Wednesday, March 25, 2009

When correctly viewed, everything is lewd.

I miss sex.

(Oops, forgot this part: WARNING! The following blog post could be a little FRANK for some folks. If talk of sex and sex-like-thing-deals makes you squeamish please ABORT! AVERT YOUR EYES! Look AWAY!
Now, where was I? Oh, right.

I miss sex.

Please to understand first and foremost that my sex experiences are both tiny and remote. Like if you wanted to look at my sex life it would be as standing on the moon and saying “Hey, I can see my house from here!” I’ve only ever had the one partner and that ended (counting. Re-counting, because that CAN’T be right. Shaking head sadly…) 12 years ago last October. I have not had sex in over a dozen years.


Now to my credit most of the time I don’t even think about it. Months can go by without me even thinking a truly dirty thought. I scoff, SCOFF, at those tv sitcoms where people lament the WHOLE 3 MONTHS since the last time they “got some” and say to them that they are pussuahhh*. This is the normal me and my normal thoughts (or lack of same) about “doin’ it.”

But every couple of years I’ll hit a change in season, normally spring or fall, and suddenly it’s all I can danged well think about. Everything is dirty, there’s innuendo (look at that, right there – does that word look dirty to anybody else? No? Just me? I rest my case!) behind every sentence, I blush at the drop of a hat… Ugh. That’s been this spring for me so far.

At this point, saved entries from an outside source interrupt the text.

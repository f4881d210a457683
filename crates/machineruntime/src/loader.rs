use crate::sync::SynchronizationManager;
use machinecore::{annotations, GraphDefinition, Limits, MachineError};
use std::path::Path;

/// Parse a definition from its JSON form and run every load-time check:
/// structure, barrier configuration and machine-level limits.
pub fn load_definition(json: &str) -> Result<GraphDefinition, MachineError> {
    let definition: GraphDefinition = serde_json::from_str(json)?;
    check(&definition)?;
    tracing::info!(
        title = %definition.title,
        nodes = definition.all_nodes().len(),
        edges = definition.edges.len(),
        "Loaded definition"
    );
    Ok(definition)
}

pub async fn load_definition_file(path: impl AsRef<Path>) -> Result<GraphDefinition, MachineError> {
    let path = path.as_ref();
    tracing::debug!(path = %path.display(), "Reading definition");
    let raw = tokio::fs::read_to_string(path).await?;
    load_definition(&raw)
}

/// The checks `load_definition` runs, for definitions built in code.
pub fn check(definition: &GraphDefinition) -> Result<(), MachineError> {
    definition.validate()?;
    SynchronizationManager::validate(definition)?;
    annotations::machine_limits(definition, &Limits::default())?;
    Ok(())
}
//! Standard tool library
//!
//! Handlers for each tool implementation strategy and the process-backed
//! runner for generated code.

mod agent;
mod code;
mod composition;
mod process;

pub use agent::{AgentBackedTool, AgentToolFactory};
pub use code::{GeneratedCodeFactory, GeneratedCodeTool};
pub use composition::{CompositionFactory, CompositionTool};
pub use process::ProcessCodeRunner;
use machinecore::CodeRunner;
use machineruntime::ToolRegistry;

use std::sync::Arc;

/// Register all standard tool factories with a registry
pub fn register_all(registry: &mut ToolRegistry) {
    register_with_runner(registry, Arc::new(ProcessCodeRunner::default()));
}

/// Register all standard tool factories, running generated code with
/// `runner`
pub fn register_with_runner(registry: &mut ToolRegistry, runner: Arc<dyn CodeRunner>) {
    registry.register(Arc::new(AgentToolFactory));
    registry.register(Arc::new(GeneratedCodeFactory::new(runner)));
    registry.register(Arc::new(CompositionFactory));
}
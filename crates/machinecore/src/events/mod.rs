mod base;

pub use base::{EventBus, EventEmitter, ExecutionEvent, ExecutionId, PathEvent};
use crate::checkpoint::{CheckpointToken, StateManager};
use crate::context::ContextManager;
use crate::effects::EffectExecutor;
use crate::graph::ControlGraph;
use crate::loader;
use crate::mutation::MetaMutationManager;
use crate::registry::ToolRegistry;
use crate::scheduler::{PathScheduler, TickSnapshot};
use machinecore::{
    annotations, AgentClient, Clock, CodeRunner, DefinitionError, EventBus, ExecutionEvent,
    ExecutionState, GraphDefinition, Limits, MachineError, PathFailure, ReasonCode, RunOutcome,
    RunReport, SystemClock, TimeoutScope,
};
use std::sync::Arc;
use tokio_util::sync::CancellationToken;

/// Main runtime for executing machines
pub struct MachineRuntime {
    registry: Arc<ToolRegistry>,
    event_bus: Arc<EventBus>,
    scheduler: PathScheduler,
    executor: EffectExecutor,
    states: StateManager,
    config: RuntimeConfig,
    cancellation: CancellationToken,
}

/// What one tick did.
#[derive(Debug, Clone, Default, PartialEq)]
pub struct TickReport {
    pub tick: u64,
    /// Agent or generated-code decisions resolved during the tick.
    pub effects: usize,
    pub context_writes: usize,
    pub mutations_committed: usize,
    pub mutations_rejected: usize,
    pub finished: bool,
}

impl MachineRuntime {
    /// Create a new runtime with default settings
    pub fn new(agent: Arc<dyn AgentClient>) -> Self {
        Self::with_config(agent, RuntimeConfig::default())
    }

    /// Create a new runtime with custom configuration
    pub fn with_config(agent: Arc<dyn AgentClient>, config: RuntimeConfig) -> Self {
        Self::with_registry(agent, Arc::new(ToolRegistry::new()), config)
    }

    /// Create a new runtime with a pre-configured registry
    pub fn with_registry(
        agent: Arc<dyn AgentClient>,
        registry: Arc<ToolRegistry>,
        config: RuntimeConfig,
    ) -> Self {
        let event_bus = Arc::new(EventBus::new(config.event_buffer_size));
        let cancellation = CancellationToken::new();
        let executor = EffectExecutor::new(
            agent,
            registry.clone(),
            config.code_runner.clone(),
            event_bus.clone(),
            cancellation.clone(),
        );

        Self {
            registry,
            scheduler: PathScheduler::new(event_bus.clone()),
            event_bus,
            executor,
            states: StateManager::new(),
            config,
            cancellation,
        }
    }

    /// Use a state manager with registered checkpoint migrations
    pub fn with_state_manager(mut self, states: StateManager) -> Self {
        self.states = states;
        self
    }

    /// Get access to the tool registry
    pub fn registry(&self) -> &Arc<ToolRegistry> {
        &self.registry
    }

    /// Subscribe to execution events
    pub fn subscribe_events(&self) -> tokio::sync::broadcast::Receiver<ExecutionEvent> {
        self.event_bus.subscribe()
    }

    /// Get the event bus for direct access
    pub fn event_bus(&self) -> &Arc<EventBus> {
        &self.event_bus
    }

    /// Validate a definition and build the initial state: limits resolved,
    /// tool nodes materialized, context seeded, one path per entry node.
    pub async fn start(&self, definition: GraphDefinition) -> Result<ExecutionState, MachineError> {
        loader::check(&definition)?;
        let limits = annotations::machine_limits(&definition, &self.config.limits)?;
        if definition.entry_nodes().is_empty() {
            return Err(DefinitionError::Invalid("no entry node".to_string()).into());
        }
        self.registry.materialize(&definition).await?;

        let graph = ControlGraph::build(&definition);
        for entry in definition.entry_nodes() {
            match graph.longest_path_from(&entry.name) {
                Some(bound) if bound as u64 > limits.max_path_steps => tracing::warn!(
                    entry = %entry.name,
                    bound,
                    max_path_steps = limits.max_path_steps,
                    "longest path from entry exceeds the per-path step limit"
                ),
                Some(bound) => tracing::debug!(entry = %entry.name, bound, "acyclic from entry"),
                None => tracing::debug!(entry = %entry.name, "cycles reachable from entry"),
            }
        }

        let now = self.config.clock.now();
        let mut state = ExecutionState::new(Arc::new(definition), limits, now);
        let definition = state.definition.clone();
        ContextManager::seed(&mut state.context, &definition);
        let paths = self.scheduler.spawn_entries(&mut state, now);

        tracing::info!(
            run_id = %state.metadata.run_id,
            title = %definition.title,
            paths = paths.len(),
            "Run started"
        );
        self.event_bus.emit(ExecutionEvent::RunStarted {
            execution_id: state.metadata.run_id,
            title: definition.title.clone(),
            paths: paths.len(),
            timestamp: now,
        });
        Ok(state)
    }

    /// Advance the run by one tick.
    pub async fn tick(&self, state: &mut ExecutionState) -> Result<TickReport, MachineError> {
        if state.is_finished() {
            return Ok(TickReport {
                tick: state.metadata.tick,
                finished: true,
                ..TickReport::default()
            });
        }

        state.metadata.tick += 1;
        let tick = state.metadata.tick;
        let execution_id = state.metadata.run_id;
        let snapshot = TickSnapshot::capture(state, tick, self.config.clock.now());

        if self.cancellation.is_cancelled() {
            let failure = PathFailure::new(
                ReasonCode::Cancelled,
                String::new(),
                "run cancelled",
                tick,
                snapshot.now,
            );
            self.scheduler.abort(state, failure);
            return Ok(self.finish_tick(state, TickReport::default()));
        }

        self.event_bus.emit(ExecutionEvent::TickStarted {
            execution_id,
            tick,
            active_paths: state.paths.iter().filter(|p| p.is_active()).count(),
        });

        let requests = self.scheduler.step(state, &snapshot);
        let mut report = TickReport {
            effects: requests.len(),
            ..TickReport::default()
        };

        let outcomes = if requests.is_empty() {
            Vec::new()
        } else {
            let limits = state.limits.clone();
            self.executor
                .execute_all(requests, &snapshot, &limits, execution_id)
                .await
        };

        if state.limits.timeout_scope == TimeoutScope::Run && outcomes.iter().any(|o| o.expired) {
            let timeout_ms = state.limits.timeout_ms.unwrap_or_default();
            tracing::warn!(timeout_ms, "run timed out with effects outstanding");
            let failure = PathFailure::new(
                ReasonCode::Timeout,
                String::new(),
                format!("run exceeded {}ms with agent calls outstanding", timeout_ms),
                tick,
                self.config.clock.now(),
            );
            self.scheduler.abort(state, failure);
        }

        // Time spent waiting on effects counts against timeouts.
        let settled = self.config.clock.now();
        if settled != snapshot.now {
            let late = TickSnapshot {
                now: settled,
                ..snapshot.clone()
            };
            self.scheduler.check_timeouts(state, &late);
        }

        let folded = self.scheduler.apply_outcomes(state, outcomes, &snapshot);

        let policy = state.limits.stale_writes;
        let commit = ContextManager::commit(&mut state.context, folded.writes, policy);
        report.context_writes = commit.applied.len();
        for (write, error) in commit.rejected {
            tracing::warn!(path_id = write.path_id, node = %write.node, "context write rejected: {}", error);
            if let Some(path) = state.path_mut(write.path_id) {
                path.record_warning(tick, format!("context write rejected: {}", error), snapshot.now);
            }
        }

        let mutations = MetaMutationManager::commit(state, folded.mutations, snapshot.now);
        report.mutations_committed = mutations.committed.len();
        report.mutations_rejected = mutations.rejected.len();
        for mutation in &mutations.committed {
            self.event_bus.emit(ExecutionEvent::MutationCommitted {
                execution_id,
                kind: mutation.kind,
                tick,
            });
        }
        for (path_id, kind, error) in &mutations.rejected {
            if let Some(path) = state.path_mut(*path_id) {
                path.record_warning(tick, format!("{:?} rejected at commit: {}", kind, error), snapshot.now);
            }
            self.event_bus.emit(ExecutionEvent::MutationRejected {
                execution_id,
                reason: error.to_string(),
                tick,
            });
        }
        if !mutations.committed.is_empty() {
            let definition = state.definition.clone();
            ContextManager::seed(&mut state.context, &definition);
            for name in &mutations.tools {
                if let Some(node) = definition.find_node(name) {
                    if let Err(e) = self.registry.materialize_node(node).await {
                        tracing::warn!(tool = %name, "committed tool could not be materialized: {}", e);
                    }
                }
            }
            tracing::info!(tick, committed = mutations.committed.len(), "Definition snapshot replaced");
        }

        self.scheduler.resolve_deadlocks(state, &snapshot);
        Ok(self.finish_tick(state, report))
    }

    fn finish_tick(&self, state: &ExecutionState, mut report: TickReport) -> TickReport {
        let tick = state.metadata.tick;
        report.tick = tick;
        report.finished = state.is_finished();
        self.event_bus.emit(ExecutionEvent::TickCompleted {
            execution_id: state.metadata.run_id,
            tick,
            effects: report.effects,
        });

        if report.finished {
            let outcome = state.outcome().unwrap_or(RunOutcome::Failed);
            tracing::info!(run_id = %state.metadata.run_id, ticks = tick, ?outcome, "Run finished");
            self.event_bus.emit(ExecutionEvent::RunCompleted {
                execution_id: state.metadata.run_id,
                outcome,
                ticks: tick,
                timestamp: self.config.clock.now(),
            });
        }
        report
    }

    /// Start a definition and tick it to completion.
    pub async fn run(&self, definition: GraphDefinition) -> Result<RunReport, MachineError> {
        let state = self.start(definition).await?;
        self.resume(state).await
    }

    /// Tick an existing state to completion.
    pub async fn resume(&self, mut state: ExecutionState) -> Result<RunReport, MachineError> {
        while !state.is_finished() {
            self.tick(&mut state).await?;
        }
        Ok(RunReport {
            outcome: state.outcome().unwrap_or(RunOutcome::Failed),
            state,
        })
    }

    /// Stop every run driven by this runtime at the next tick boundary.
    /// Outstanding agent calls see the cancellation through their tool
    /// contexts.
    pub fn cancel(&self) {
        tracing::info!("Cancellation requested");
        self.cancellation.cancel();
    }

    pub fn checkpoint(&self, state: &ExecutionState) -> Result<CheckpointToken, MachineError> {
        Ok(self.states.checkpoint(state)?)
    }

    /// Restore a checkpoint and rebuild handlers for the tool nodes of its
    /// definition snapshot.
    pub async fn restore(&self, token: &CheckpointToken) -> Result<ExecutionState, MachineError> {
        let state = self.states.restore(token)?;
        self.registry.materialize(&state.definition).await?;
        tracing::info!(run_id = %state.metadata.run_id, tick = state.metadata.tick, "Run restored");
        Ok(state)
    }
}

/// Configuration for the runtime
#[derive(Clone)]
pub struct RuntimeConfig {
    /// Defaults for limits the definition does not set itself
    pub limits: Limits,
    pub event_buffer_size: usize,
    pub clock: Arc<dyn Clock>,
    pub code_runner: Option<Arc<dyn CodeRunner>>,
}

impl RuntimeConfig {
    pub fn with_limits(mut self, limits: Limits) -> Self {
        self.limits = limits;
        self
    }

    pub fn with_clock(mut self, clock: Arc<dyn Clock>) -> Self {
        self.clock = clock;
        self
    }

    pub fn with_code_runner(mut self, runner: Arc<dyn CodeRunner>) -> Self {
        self.code_runner = Some(runner);
        self
    }
}

impl Default for RuntimeConfig {
    fn default() -> Self {
        Self {
            limits: Limits::default(),
            event_buffer_size: 1000,
            clock: Arc::new(SystemClock),
            code_runner: None,
        }
    }
}

impl std::fmt::Debug for RuntimeConfig {
    fn fmt(&self, f: &mut std::fmt::Formatter<'_>) -> std::fmt::Result {
        f.debug_struct("RuntimeConfig")
            .field("limits", &self.limits)
            .field("event_buffer_size", &self.event_buffer_size)
            .field("code_runner", &self.code_runner.is_some())
            .finish()
    }
}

This time around my stupid, hot and bothered psyche has a new trick: last night I had a sex dream, but not about me. My sex dream was about OTHER people having sex. Apparently my mind has such a hard time imagining me having sex it can’t even picture it in my dreams anymore. Instead my dreams feature my FRIENDS having sex. Smack dab in the middle of a dream that was already turbo-bizarre and vivid, thanks to some kind of vicious food-induced gas, I walk into my friends’ house and there they were in flagrante delicto! And did I step out? Oh no, for I had very not-important things to discuss, so I just stood there, chatting up friend one while friend two stayed on-task. (see, even “on task” sounds dirty to me.)

Also awesome was the fact that I didn’t remember this detail right away when I woke up. No, my evil, EVIL brain held that little detail until I was standing, only half-awake, in the shower. And then suddenly I’m standing there with a brain full of friend-nooky! Gah! Gah!

Needless to say I was very awake then.

I’m very much hoping that this wave of dirty-brain will pass soon. Otherwise I’m going to have to just stop dreaming for fear of what might pop up next. (and that sounds dirty too.)

*pussuahhh: my version of "pussy", akin to the "beotch"ing of "bitch" to make it more usable in common company. Should be pronounced like this: PUS-OOOO-AAAAAAH. Really stretch out the "aaaah" part. Tell your friends.